---------- Input records

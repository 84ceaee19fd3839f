pub mod layout;
pub mod views;

use crate::app::TestApp;
use crate::model::AppState;
use eframe::{APP_KEY, App, Frame, set_value};
use egui::Context;
use layout::{bottom_panel, top_panel};

impl App for TestApp {
    fn update(&mut self, ctx: &Context, _frame: &mut Frame) {
        // La cuenta atrás se alimenta del reloj de pared al empezar el frame
        self.drive_timer();

        if matches!(self.state, AppState::Quiz) {
            top_panel(self, ctx);
            // Mantiene viva la cuenta atrás aunque no haya interacción
            ctx.request_repaint_after(std::time::Duration::from_millis(200));
        }

        // PANEL INFERIOR TEMA OSCURO O CLARO
        bottom_panel(ctx);

        // Dispatch por estado a las funciones de views/
        match self.state {
            AppState::Welcome => views::welcome::ui_welcome(self, ctx),
            AppState::Quiz => views::quiz::ui_quiz(self, ctx),
            AppState::Result => views::result::ui_result(self, ctx),
        }

        if self.confirm_restart {
            self.confirm_restart(ctx);
        }
    }

    fn save(&mut self, storage: &mut dyn eframe::Storage) {
        set_value(storage, APP_KEY, self);
    }
}
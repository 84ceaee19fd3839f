use super::*;

impl TestApp {
    pub fn in_session(&self) -> bool {
        self.session.is_some()
    }

    /// "Pregunta N de M" para la cabecera del quiz
    pub fn progress_label(&self) -> Option<String> {
        let session = self.session.as_ref()?;
        if session.is_finished() {
            return None;
        }
        Some(format!(
            "Pregunta {} de {}",
            session.current_index() + 1,
            session.question_count()
        ))
    }

    pub fn current_prompt(&self) -> Option<&str> {
        self.session
            .as_ref()
            .and_then(|s| s.current_question())
            .map(|q| q.prompt.as_str())
    }

    /// "mm:ss" mientras la cuenta atrás siga armada
    pub fn remaining_label(&self) -> Option<String> {
        self.timer
            .as_ref()
            .filter(|t| t.is_running())
            .map(|t| t.remaining_label())
    }

    /// Queda poco tiempo: la cabecera se pinta en rojo
    pub fn time_is_short(&self) -> bool {
        self.timer
            .as_ref()
            .is_some_and(|t| t.is_running() && t.remaining() <= 30)
    }

    pub fn can_retreat(&self) -> bool {
        self.session.as_ref().is_some_and(|s| s.current_index() > 0)
    }

    /// El botón Siguiente pasa a "Terminar" en la última pregunta
    pub fn is_last_question(&self) -> bool {
        self.session
            .as_ref()
            .is_some_and(|s| s.current_index() + 1 == s.question_count())
    }
}
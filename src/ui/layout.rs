
use crate::TestApp;
use egui::{Button, CentralPanel, Context, Frame, RichText, Ui, Visuals};

pub fn top_panel(app: &mut TestApp, ctx: &Context) {
    egui::TopBottomPanel::top("menu_panel").show(ctx, |ui| {
        ui.horizontal_centered(|ui| {
            if ui.button("🏁 Terminar test").clicked() {
                app.terminar_test();
            }
            if ui.button("🔄 Abandonar").clicked() {
                app.pedir_reinicio();
            }

            // Cuenta atrás a la derecha
            ui.with_layout(egui::Layout::right_to_left(egui::Align::Center), |ui| {
                if let Some(remaining) = app.remaining_label() {
                    let text = RichText::new(format!("⏰ {remaining}")).strong();
                    if app.time_is_short() {
                        ui.label(text.color(egui::Color32::RED));
                    } else {
                        ui.label(text);
                    }
                }
            });
        });
    });
}

pub fn bottom_panel(ctx: &Context) {
    egui::TopBottomPanel::bottom("bottom_panel").show(ctx, |ui| {
        // ----------- BOTONES DE TEMA -----------
        ui.with_layout(egui::Layout::right_to_left(egui::Align::Center), |ui| {
            if ui.button("🌙 Modo oscuro").clicked() {
                ctx.set_visuals(Visuals::dark());
            }
            if ui.button("☀Modo claro").clicked() {
                ctx.set_visuals(Visuals::light());
            }
        });
    });
}

/// Panel centrado tanto vertical como horizontalmente,
/// con un tamaño de contenido máximo y un bloque interior `inner`.
pub fn centered_panel(ctx: &Context, est_height: f32, max_width: f32, inner: impl FnOnce(&mut Ui)) {
    CentralPanel::default().show(ctx, |ui| {
        // Espacio vertical para centrar
        let extra = ((ui.available_height() - est_height) / 2.0).max(0.0);
        ui.add_space(extra);
        Frame::default()
            .fill(ui.visuals().window_fill())
            .inner_margin(egui::Margin::symmetric(16, 16))
            .show(ui, |ui| {
                // Ajusta anchura
                let w = ui.available_width().min(max_width);
                ui.set_width(w);
                // Ejecuta contenido
                inner(ui);
            });
        ui.add_space(extra);
    });
}

/// Dibuja dos botones del mismo tamaño en una fila, centrados en el ancho dado.
/// Devuelve (clic izquierdo, clic derecho).
pub fn two_button_row(
    ui: &mut Ui,
    panel_width: f32,
    left_label: &str,
    right_label: &str,
) -> (bool, bool) {
    let btn_w = (panel_width - 8.0) / 2.0;
    let mut clicked_left = false;
    let mut clicked_right = false;
    ui.horizontal(|ui| {
        // espacio para centrar la fila en su panel
        ui.add_space((ui.available_width() - panel_width) / 2.0);
        clicked_left = ui
            .add_sized([btn_w, 36.0], Button::new(left_label))
            .clicked();
        clicked_right = ui
            .add_sized([btn_w, 36.0], Button::new(right_label))
            .clicked();
    });
    (clicked_left, clicked_right)
}

/// Caja de opción al estilo casilla: tic delante cuando está elegida.
/// Devuelve si se ha hecho clic.
pub fn option_box(ui: &mut Ui, width: f32, text: &str, selected: bool) -> bool {
    let label = if selected {
        format!("✔ {text}")
    } else {
        text.to_string()
    };
    let mut button = Button::new(label).min_size(egui::vec2(width, 36.0));
    if selected {
        button = button.fill(ui.visuals().selection.bg_fill);
    }
    ui.add(button).clicked()
}
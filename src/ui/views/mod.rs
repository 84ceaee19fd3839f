pub mod quiz;
pub mod result;
pub mod welcome;
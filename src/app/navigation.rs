use super::*;
use crate::report::save_result_card;
use std::time::Duration;

impl TestApp {
    /// Siguiente: exige opción elegida salvo que la sesión ya acabara.
    /// Al pasar la última pregunta se cierra la sesión.
    pub fn siguiente_pregunta(&mut self) {
        let Some(session) = &mut self.session else {
            return;
        };
        match session.advance() {
            Ok(()) => {
                self.message.clear();
                if self.session.as_ref().is_some_and(|s| s.is_finished()) {
                    self.concluir_sesion();
                }
            }
            Err(err) => {
                // Aviso no fatal: el usuario sigue en la misma pregunta
                self.message = format!("⚠ {err}");
            }
        }
    }

    /// Saltar: avance automático, registra "" si no hay elección
    pub fn saltar_pregunta(&mut self) {
        let Some(session) = &mut self.session else {
            return;
        };
        session.auto_advance();
        self.message.clear();
        if self.session.as_ref().is_some_and(|s| s.is_finished()) {
            self.concluir_sesion();
        }
    }

    pub fn pregunta_anterior(&mut self) {
        if let Some(session) = &mut self.session {
            session.retreat();
            self.message.clear();
        }
    }

    /// Terminar a medias, desde el botón de la barra superior
    pub fn terminar_test(&mut self) {
        if let Some(session) = &mut self.session {
            session.finish();
        }
        self.concluir_sesion();
    }

    /// Convierte tiempo de pared en ticks de 1 s para la cuenta atrás.
    /// Llamado al principio de cada frame mientras hay quiz en pantalla.
    pub fn drive_timer(&mut self) {
        if self.state != AppState::Quiz {
            return;
        }
        let Some(last) = self.last_tick else {
            return;
        };
        let elapsed = last.elapsed().as_secs();
        if elapsed == 0 {
            return;
        }
        self.last_tick = Some(last + Duration::from_secs(elapsed));
        self.apply_ticks(elapsed);
    }

    /// Consume `n` ticks de 1 s; si la cuenta se agota, fuerza el fin
    /// de la sesión (una sola vez: el temporizador no puede redisparar).
    pub(crate) fn apply_ticks(&mut self, n: u64) {
        let mut expired = false;
        if let Some(timer) = &mut self.timer {
            for _ in 0..n {
                if timer.tick() {
                    expired = true;
                    break;
                }
            }
        }
        if expired {
            log::info!("tiempo agotado: se fuerza el fin de la sesión");
            if let Some(session) = &mut self.session {
                session.finish();
            }
            self.concluir_sesion();
        }
    }

    /// Única salida de `Quiz`: desarma la cuenta atrás antes de nada,
    /// calcula la tarjeta y la persiste. Un fallo de guardado no tumba
    /// la sesión: se avisa y se muestra el resultado igualmente.
    pub(crate) fn concluir_sesion(&mut self) {
        if let Some(timer) = &mut self.timer {
            timer.cancel();
        }
        self.last_tick = None;

        let Some(session) = &self.session else {
            return;
        };
        match ResultCard::from_session(session) {
            Ok(card) => {
                match save_result_card(&self.results_dir, &card) {
                    Ok(path) => {
                        self.saved_to = Some(path);
                    }
                    Err(err) => {
                        log::error!("no se pudo guardar la tarjeta: {err}");
                        self.message = format!("⚠ {err}");
                        self.saved_to = None;
                    }
                }
                self.result = Some(card);
                self.state = AppState::Result;
            }
            Err(err) => {
                // Solo alcanzable con un banco vacío, que start() ya rechaza
                self.message = format!("⚠ {err}");
                self.state = AppState::Welcome;
            }
        }
    }
}

#[cfg(test)]
mod tests {
    use super::*;
    use crate::session::SECS_PER_QUESTION;
    use crate::timer::TimerState;
    use std::fs;

    fn app_with_bank(dir_name: &str, bank: &str) -> TestApp {
        let base = std::env::temp_dir().join(dir_name);
        let _ = fs::remove_dir_all(&base);
        let questions_dir = base.join("questions");
        fs::create_dir_all(&questions_dir).unwrap();
        fs::write(questions_dir.join("general.txt"), bank).unwrap();

        let mut app = TestApp::new();
        app.questions_dir = questions_dir;
        app.results_dir = base.join("results");
        app.username_input = "ana".to_owned();
        app
    }

    #[test]
    fn timeout_forces_finish_exactly_once() {
        let bank = "P1\nA | B\nA\nP2\nA | B\nB\n";
        let mut app = app_with_bank("smart_test_timeout_test", bank);
        app.empezar_test();
        assert_eq!(app.state, AppState::Quiz);

        let total = u64::from(2 * SECS_PER_QUESTION);
        app.apply_ticks(total);

        assert_eq!(app.state, AppState::Result);
        assert!(app.session.as_ref().unwrap().is_finished());
        assert_eq!(app.timer.as_ref().unwrap().state(), TimerState::Expired);

        // Sin respuestas: 0 aciertos, y la tarjeta quedó en disco
        let card = app.result.as_ref().unwrap();
        assert_eq!(card.score, 0);
        assert!(app.results_dir.join("ana_result.txt").exists());

        // Ticks posteriores no pueden volver a concluir nada
        let saved = app.saved_to.clone();
        app.apply_ticks(10);
        assert_eq!(app.state, AppState::Result);
        assert_eq!(app.saved_to, saved);

        let _ = fs::remove_dir_all(std::env::temp_dir().join("smart_test_timeout_test"));
    }

    #[test]
    fn manual_finish_cancels_pending_countdown() {
        let bank = "P1\nA | B\nA\n";
        let mut app = app_with_bank("smart_test_cancel_test", bank);
        app.empezar_test();

        app.terminar_test();
        assert_eq!(app.state, AppState::Result);
        assert_eq!(app.timer.as_ref().unwrap().state(), TimerState::Cancelled);

        // La cuenta cancelada ya no dispara aunque pasen más segundos
        app.apply_ticks(u64::from(SECS_PER_QUESTION) + 5);
        assert_eq!(app.state, AppState::Result);

        let _ = fs::remove_dir_all(std::env::temp_dir().join("smart_test_cancel_test"));
    }

    #[test]
    fn finishing_last_question_concludes_and_saves() {
        let bank = "P1\nA | B\nA\nP2\nA | B\nB\n";
        let mut app = app_with_bank("smart_test_flow_test", bank);
        app.empezar_test();

        // Avanzar sin elegir: aviso, sin cambio de pregunta
        app.siguiente_pregunta();
        assert!(!app.message.is_empty());
        assert_eq!(app.state, AppState::Quiz);

        app.elegir_opcion("A");
        app.siguiente_pregunta();
        app.elegir_opcion("B");
        app.siguiente_pregunta();

        assert_eq!(app.state, AppState::Result);
        let card = app.result.as_ref().unwrap();
        assert_eq!(card.score, 2);
        assert!(card.is_pass());

        let text = fs::read_to_string(app.results_dir.join("ana_result.txt")).unwrap();
        assert!(text.contains("Puntuación: 2 / 2 (100.0%)"));

        let _ = fs::remove_dir_all(std::env::temp_dir().join("smart_test_flow_test"));
    }
}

--------------------

### Task directions
The lines to extract from the data above begin with the line containing "ui.add(button).clicked()" and end with the line containing "sesión ya acabara.". Extract them exactly, including both.

### Problem solution
    ui.add(button).clicked()
}
filename src/ui/views/mod.rs
repository 84ceaee19fd3839f
pub mod quiz;
pub mod result;
pub mod welcome;
filename src/app/navigation.rs
use super::*;
use crate::report::save_result_card;
use std::time::Duration;

impl TestApp {
    /// Siguiente: exige opción elegida salvo que la sesión ya acabara.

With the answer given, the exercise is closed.